The amount of bankruptcies and defaults will only rise in the coming months. The Fed's so-called endless liquidity is just supporting the market, buying it time, but it cannot force companies to grow, spend, expand or hire, nor can it entice consumers to spend. As economies reopen slowly demand is going to return, but the extent is nowhere close to the levels we saw prior to the Covid-19 lockdown.
Now that we have rejoiced in the reopening rally, it is time to look at how quickly demand recovers and economies regain their footing. Investors have written off second-quarter earnings and are focusing instead on 2021 multiples and recovery. That is all well and good, but if the sell side is not adjusting numbers down for this year how are investors to get any reassurance as to what the true multiple is?
Another argument used by bulls is that the dividend yield of the S&P 500 versus bond yields has not looked this attractive since the 1940s. That makes sense if you trust the dividend figures of these companies. The implied dividend swap market is suggesting otherwise. Perhaps the dividend yield would look less attractive if adjusted accordingly. With the rate of defaults and bankruptcies rising, even now some U.S. financial institutions are seeing more than 15% of their loan portfolios with deferred payments; consequently, the risks are not well-balanced. For the market to see a true recovery, we need leadership from financials and industrials, among others, not just the technology sector.
Story Is Far From Over
Only time will tell who will be proved correct. Of course, luck and momentum have been on the day traders' side, but as the old saying goes, if you do not understand why you are making money then you should not be trading.
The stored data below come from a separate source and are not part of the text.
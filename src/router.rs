use axum::{
    http::HeaderValue,
    middleware::from_fn_with_state,
    routing::{get, post},
    Router,
};
use tower::ServiceBuilder;
use tower_http::{
    cors::{AllowOrigin, CorsLayer},
    trace::TraceLayer,
};

use crate::handlers::{protected, public};
use crate::middleware::{optional_auth, required_auth};
use crate::state::AppState;

pub fn app(state: AppState) -> Router {
    let cors = cors_layer(&state.config.security.cors_origins);

    Router::new()
        .route("/", get(public::root))
        .route("/health", get(public::health))
        .merge(account_routes())
        .merge(feed_routes(&state))
        .merge(card_routes(&state))
        .merge(image_routes())
        .layer(
            ServiceBuilder::new()
                .layer(TraceLayer::new_for_http())
                .layer(cors),
        )
        .with_state(state)
}

fn account_routes() -> Router<AppState> {
    Router::new()
        .route("/sign-up", post(public::sign_up))
        .route("/sign-in", post(public::sign_in))
}

fn feed_routes(state: &AppState) -> Router<AppState> {
    Router::new()
        .route("/get-cards", get(public::get_cards))
        .route_layer(from_fn_with_state(state.clone(), optional_auth))
}

fn card_routes(state: &AppState) -> Router<AppState> {
    Router::new()
        .route("/post-a-card", post(protected::post_a_card))
        .route_layer(from_fn_with_state(state.clone(), required_auth))
}

fn image_routes() -> Router<AppState> {
    Router::new()
        .route("/images/create", get(public::create_image))
        .route("/images", post(public::load_image))
        .route("/images/:name", get(public::get_image))
}

/// Permissive when no origins are configured
fn cors_layer(origins: &[String]) -> CorsLayer {
    if origins.is_empty() {
        return CorsLayer::permissive();
    }

    let allowed: Vec<HeaderValue> = origins
        .iter()
        .filter_map(|origin| match origin.parse::<HeaderValue>() {
            Ok(value) => Some(value),
            Err(_) => {
                tracing::warn!("Ignoring invalid CORS origin {:?}", origin);
                None
            }
        })
        .collect();

    CorsLayer::new()
        .allow_origin(AllowOrigin::list(allowed))
        .allow_methods(tower_http::cors::Any)
        .allow_headers(tower_http::cors::Any)
        .expose_headers([axum::http::header::AUTHORIZATION])
}
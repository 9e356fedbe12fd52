pub mod types;
pub mod filter;
pub mod filter_where;
pub mod filter_order;

pub use types::*;
pub use filter::Filter;
use super::types::ListingOrder;

pub struct FilterOrder;

impl FilterOrder {
    /// Column and direction come from closed enums, so nothing user-supplied
    /// is ever spliced into the clause.
    pub fn generate(order: &ListingOrder) -> String {
        format!("ORDER BY {} {}", order.column.to_sql(), order.direction.to_sql())
    }
}
use axum::{
    extract::{RawQuery, State},
    Extension, Json,
};

use crate::error::ApiResult;
use crate::feed::{ListingRecord, RawFeedParams};
use crate::middleware::CallerIdentity;
use crate::state::AppState;

/// GET /get-cards - one page of the listing feed
///
/// Query: `page`, `per_page`, `sort_by`, `order`, `price_min`, `price_max`.
/// Malformed values fall back to defaults, so this never fails validation.
pub async fn get_cards(
    State(state): State<AppState>,
    Extension(CallerIdentity(caller)): Extension<CallerIdentity>,
    RawQuery(query): RawQuery,
) -> ApiResult<Json<Vec<ListingRecord>>> {
    let raw = RawFeedParams::from_query_string(query.as_deref().unwrap_or_default());
    let records = state.feed.get_feed(&raw, caller).await?;
    Ok(Json(records))
}
//! Hierarchical chain view over parsed atoms
//!
//! Residues appear in file storage order, which is taken as the sequence
//! order. Consecutive atoms sharing residue number and insertion code form one
//! residue. At a microheterogeneity site (alternate locations carrying
//! different residue names) the first conformer's name is kept and atoms of
//! the other conformers are dropped.

use super::RawAtomData;

/// A single atom of a residue
#[derive(Debug, Clone, PartialEq)]
pub struct Atom {
    pub name: String,
    pub coord: [f32; 3],
}

/// A residue: a name plus its atoms in file order
#[derive(Debug, Clone, PartialEq)]
pub struct Residue {
    pub name: String,
    pub res_seq: i32,
    pub insertion_code: char,
    pub atoms: Vec<Atom>,
}

impl Residue {
    pub fn new(name: &str, res_seq: i32) -> Self {
        Self {
            name: name.to_string(),
            res_seq,
            insertion_code: ' ',
            atoms: Vec::new(),
        }
    }

    /// Builder-style atom push, mostly for synthetic chains
    pub fn with_atom(mut self, name: &str, coord: [f32; 3]) -> Self {
        self.atoms.push(Atom {
            name: name.to_string(),
            coord,
        });
        self
    }
}

/// One chain of one model
#[derive(Debug, Clone, PartialEq)]
pub struct Chain {
    pub id: String,
    pub residues: Vec<Residue>,
}

impl Chain {
    pub fn new(id: &str, residues: Vec<Residue>) -> Self {
        Self {
            id: id.to_string(),
            residues,
        }
    }

    /// Extract chain `chain_id` from the first model of a parsed file.
    ///
    /// Returns `None` when the first model has no atoms for that chain.
    /// Alternate locations are collapsed by keeping the first occurrence of
    /// each atom name within a residue. A name change at the same residue
    /// number without an alternate location starts a new residue.
    pub fn from_raw(raw: &RawAtomData, model_ids: &[usize], chain_id: &str) -> Option<Self> {
        let first_model = model_ids.first().copied()?;
        let mut residues: Vec<Residue> = Vec::new();

        for i in 0..raw.len() {
            if model_ids[i] != first_model || raw.chain_ids[i] != chain_id {
                continue;
            }

            let res_seq = raw.res_ids[i];
            let i_code = raw.insertion_codes[i];
            let res_name = &raw.res_names[i];
            let alt_loc = raw.alt_locs[i];

            let same_site = residues
                .last()
                .is_some_and(|last| last.res_seq == res_seq && last.insertion_code == i_code);
            let same_name = residues.last().is_some_and(|last| &last.name == res_name);

            if same_site && !same_name && alt_loc != ' ' {
                // Conformer of a point mutation at an already open residue
                continue;
            }
            if !(same_site && same_name) {
                residues.push(Residue {
                    name: res_name.clone(),
                    res_seq,
                    insertion_code: i_code,
                    atoms: Vec::new(),
                });
            }

            if let Some(residue) = residues.last_mut() {
                let atom_name = &raw.atom_names[i];
                if residue.atoms.iter().any(|a| &a.name == atom_name) {
                    continue;
                }
                residue.atoms.push(Atom {
                    name: atom_name.clone(),
                    coord: raw.coords[i],
                });
            }
        }

        if residues.is_empty() {
            return None;
        }

        Some(Self {
            id: chain_id.to_string(),
            residues,
        })
    }

    pub fn num_residues(&self) -> usize {
        self.residues.len()
    }

    /// Total atoms over all residues
    pub fn num_atoms(&self) -> usize {
        self.residues.iter().map(|r| r.atoms.len()).sum()
    }
}

#[cfg(test)]
mod tests {
    use super::*;
    use crate::structure::AtomRecord;

    fn record(
        chain: &str,
        res_name: &str,
        res_seq: i32,
        atom: &str,
        alt: char,
        x: f32,
    ) -> AtomRecord {
        AtomRecord {
            atom_name: atom.to_string(),
            alt_loc: alt,
            res_name: res_name.to_string(),
            chain_id: chain.to_string(),
            res_seq,
            coord: [x, 0.0, 0.0],
            ..Default::default()
        }
    }

    #[test]
    fn test_groups_residues_in_storage_order() {
        let mut raw = RawAtomData::new();
        raw.push(record("A", "MET", 5, "N", ' ', 0.0));
        raw.push(record("A", "MET", 5, "CA", ' ', 1.0));
        raw.push(record("A", "GLY", 2, "N", ' ', 2.0));
        raw.push(record("B", "ALA", 1, "N", ' ', 3.0));
        raw.push(record("A", "HOH", 301, "O", ' ', 4.0));
        let model_ids = vec![1; raw.len()];

        let chain = Chain::from_raw(&raw, &model_ids, "A").unwrap();
        let names: Vec<&str> = chain.residues.iter().map(|r| r.name.as_str()).collect();
        assert_eq!(names, vec!["MET", "GLY", "HOH"]);
        assert_eq!(chain.residues[0].atoms.len(), 2);
        assert_eq!(chain.num_atoms(), 4);
    }

    #[test]
    fn test_first_model_only() {
        let mut raw = RawAtomData::new();
        raw.push(record("A", "ALA", 1, "CA", ' ', 0.0));
        raw.push(record("A", "ALA", 1, "CA", ' ', 9.0));
        let model_ids = vec![1, 2];

        let chain = Chain::from_raw(&raw, &model_ids, "A").unwrap();
        assert_eq!(chain.num_atoms(), 1);
        assert_eq!(chain.residues[0].atoms[0].coord[0], 0.0);
    }

    #[test]
    fn test_alt_locs_collapsed() {
        let mut raw = RawAtomData::new();
        raw.push(record("A", "SER", 1, "CA", ' ', 0.0));
        raw.push(record("A", "SER", 1, "OG", 'A', 1.0));
        raw.push(record("A", "SER", 1, "OG", 'B', 5.0));
        let model_ids = vec![1; 3];

        let chain = Chain::from_raw(&raw, &model_ids, "A").unwrap();
        assert_eq!(chain.residues[0].atoms.len(), 2);
        assert_eq!(chain.residues[0].atoms[1].coord[0], 1.0);
    }

    #[test]
    fn test_microheterogeneity_is_one_residue() {
        let mut raw = RawAtomData::new();
        raw.push(record("A", "ALA", 1, "CA", ' ', 0.0));
        raw.push(record("A", "SER", 2, "N", 'A', 3.0));
        raw.push(record("A", "SER", 2, "CA", 'A', 4.0));
        raw.push(record("A", "SER", 2, "OG", 'A', 5.0));
        raw.push(record("A", "THR", 2, "N", 'B', 3.1));
        raw.push(record("A", "THR", 2, "CA", 'B', 4.1));
        raw.push(record("A", "THR", 2, "OG1", 'B', 5.1));
        raw.push(record("A", "GLY", 3, "CA", ' ', 8.0));
        let model_ids = vec![1; raw.len()];

        let chain = Chain::from_raw(&raw, &model_ids, "A").unwrap();
        let names: Vec<&str> = chain.residues.iter().map(|r| r.name.as_str()).collect();
        assert_eq!(names, vec!["ALA", "SER", "GLY"]);

        let ser = &chain.residues[1];
        let atoms: Vec<&str> = ser.atoms.iter().map(|a| a.name.as_str()).collect();
        assert_eq!(atoms, vec!["N", "CA", "OG"]);
        assert_eq!(ser.atoms[1].coord[0], 4.0);
    }

    #[test]
    fn test_missing_chain() {
        let mut raw = RawAtomData::new();
        raw.push(record("A", "ALA", 1, "CA", ' ', 0.0));
        assert!(Chain::from_raw(&raw, &[1], "Z").is_none());
        assert!(Chain::from_raw(&RawAtomData::new(), &[], "A").is_none());
    }
}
The Fed has done an incredible job of supporting asset prices as it fears any collapse of equity prices will lead to a domino-effect collapse in broader parts of the income stream. It represents an end to the Fed's financial sham of the past two decades. However, the Fed is backed into a corner now and it is printing more debt to service the old debt, building layers upon layers, leading to lower productivity. It may have stabilized asset markets, but expecting a V-shaped recovery is a tall order.
Even if one were cynically bullish here, it might be prudent to be in cash and wait out the next one to two months and see what the real economy's second derivative impact is post the lockdown. At these levels, it may be worthwhile being flat and patient than long and wrong, especially when all broader macro indicators are still showing stress in the system.
How much longer can the chants of "the Fed has our back" go on without substantial fundamentals to back it?